Data excerpts Start Marker

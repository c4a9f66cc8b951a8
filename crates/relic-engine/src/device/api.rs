use std::fmt::Debug;

use crate::render::Color;

/// Programmable pipeline stage a shader object belongs to.
#[derive(Debug, Copy, Clone, Eq, PartialEq, Hash)]
pub enum ShaderStage {
    Vertex,
    Fragment,
}

impl ShaderStage {
    /// Human-readable stage name used in diagnostics.
    pub fn label(self) -> &'static str {
        match self {
            ShaderStage::Vertex => "Vertex Shader",
            ShaderStage::Fragment => "Fragment Shader",
        }
    }
}

/// Buffer binding point.
#[derive(Debug, Copy, Clone, Eq, PartialEq)]
pub enum BufferTarget {
    /// `GL_ARRAY_BUFFER`: per-vertex data.
    Array,
    /// `GL_ELEMENT_ARRAY_BUFFER`: index data, captured by the bound vertex array.
    ElementArray,
}

/// Primitive assembly mode for draw calls.
#[derive(Debug, Copy, Clone, Eq, PartialEq)]
pub enum Primitive {
    Triangles,
}

/// Float vertex attribute layout (`glVertexAttribPointer` with `GL_FLOAT`, not normalized).
///
/// `stride` and `offset` are in bytes.
#[derive(Debug, Copy, Clone, Eq, PartialEq)]
pub struct VertexAttrib {
    pub location: u32,
    pub components: i32,
    pub stride: i32,
    pub offset: i32,
}

/// The GL operations this crate issues.
///
/// Every method assumes the implementation's context is current on the calling
/// thread. Object handles are plain copyable names; ownership is tracked by
/// the wrappers in [`crate::render`].
pub trait GlDevice {
    type Shader: Copy + Eq + Debug;
    type Program: Copy + Eq + Debug;
    type VertexArray: Copy + Eq + Debug;
    type Buffer: Copy + Eq + Debug;

    fn create_shader(&self, stage: ShaderStage) -> Result<Self::Shader, String>;
    fn shader_source(&self, shader: Self::Shader, source: &str);
    fn compile_shader(&self, shader: Self::Shader);
    fn shader_compile_status(&self, shader: Self::Shader) -> bool;
    fn shader_info_log(&self, shader: Self::Shader) -> String;
    fn delete_shader(&self, shader: Self::Shader);

    fn create_program(&self) -> Result<Self::Program, String>;
    fn attach_shader(&self, program: Self::Program, shader: Self::Shader);
    fn link_program(&self, program: Self::Program);
    fn program_link_status(&self, program: Self::Program) -> bool;
    fn program_info_log(&self, program: Self::Program) -> String;
    fn use_program(&self, program: Option<Self::Program>);
    fn delete_program(&self, program: Self::Program);

    fn create_vertex_array(&self) -> Result<Self::VertexArray, String>;
    fn bind_vertex_array(&self, vertex_array: Option<Self::VertexArray>);
    fn delete_vertex_array(&self, vertex_array: Self::VertexArray);

    fn create_buffer(&self) -> Result<Self::Buffer, String>;
    fn bind_buffer(&self, target: BufferTarget, buffer: Option<Self::Buffer>);
    /// Uploads `data` to the buffer bound at `target` with `GL_STATIC_DRAW` usage.
    fn buffer_data_static(&self, target: BufferTarget, data: &[u8]);
    fn delete_buffer(&self, buffer: Self::Buffer);

    fn vertex_attrib_pointer_f32(&self, attrib: VertexAttrib);
    fn enable_vertex_attrib_array(&self, location: u32);

    fn set_clear_color(&self, color: Color);
    fn clear_color_buffer(&self);
    fn viewport(&self, x: i32, y: i32, width: i32, height: i32);
    /// Indexed draw with `GL_UNSIGNED_INT` indices; `offset` is in bytes.
    fn draw_elements_u32(&self, primitive: Primitive, count: i32, offset: i32);
}
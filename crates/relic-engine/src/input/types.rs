/// Keyboard key identifier.
///
/// Only keys the runtime reacts to get a variant; everything else maps to
/// `Key::Unknown` with the platform key code.
#[derive(Debug, Copy, Clone, Eq, PartialEq, Hash)]
pub enum Key {
    Escape,

    /// Platform-dependent key not represented here.
    Unknown(u32),
}

#[derive(Debug, Copy, Clone, Eq, PartialEq)]
pub enum KeyState {
    Pressed,
    Released,
}

/// Platform-agnostic events seen by the frame loop.
#[derive(Debug, Clone, PartialEq)]
pub enum FrameEvent {
    /// The user asked to close the window, or it is gone.
    Quit,

    Key {
        key: Key,
        state: KeyState,
        /// True when event is a key-repeat.
        repeat: bool,
    },

    /// New framebuffer size in physical pixels.
    Resized { width: u32, height: u32 },

    /// The platform wants a new frame.
    Redraw,

    /// Anything the loop does not care about.
    Other,
}

impl FrameEvent {
    pub fn key_down(key: Key) -> Self {
        FrameEvent::Key {
            key,
            state: KeyState::Pressed,
            repeat: false,
        }
    }
}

Data excerpts End Marker

## Requirement
Would you please reproduce the records above exactly, only from their first line through the line holding "pub enum BufferTarget", with both ends included?

## Exercise response
repository c4a9f66cc8b951a8
filename crates/relic-engine/src/device/api.rs
use std::fmt::Debug;

use crate::render::Color;

/// Programmable pipeline stage a shader object belongs to.
#[derive(Debug, Copy, Clone, Eq, PartialEq, Hash)]
pub enum ShaderStage {
    Vertex,
    Fragment,
}

impl ShaderStage {
    /// Human-readable stage name used in diagnostics.
    pub fn label(self) -> &'static str {
        match self {
            ShaderStage::Vertex => "Vertex Shader",
            ShaderStage::Fragment => "Fragment Shader",
        }
    }
}

/// Buffer binding point.
#[derive(Debug, Copy, Clone, Eq, PartialEq)]
pub enum BufferTarget {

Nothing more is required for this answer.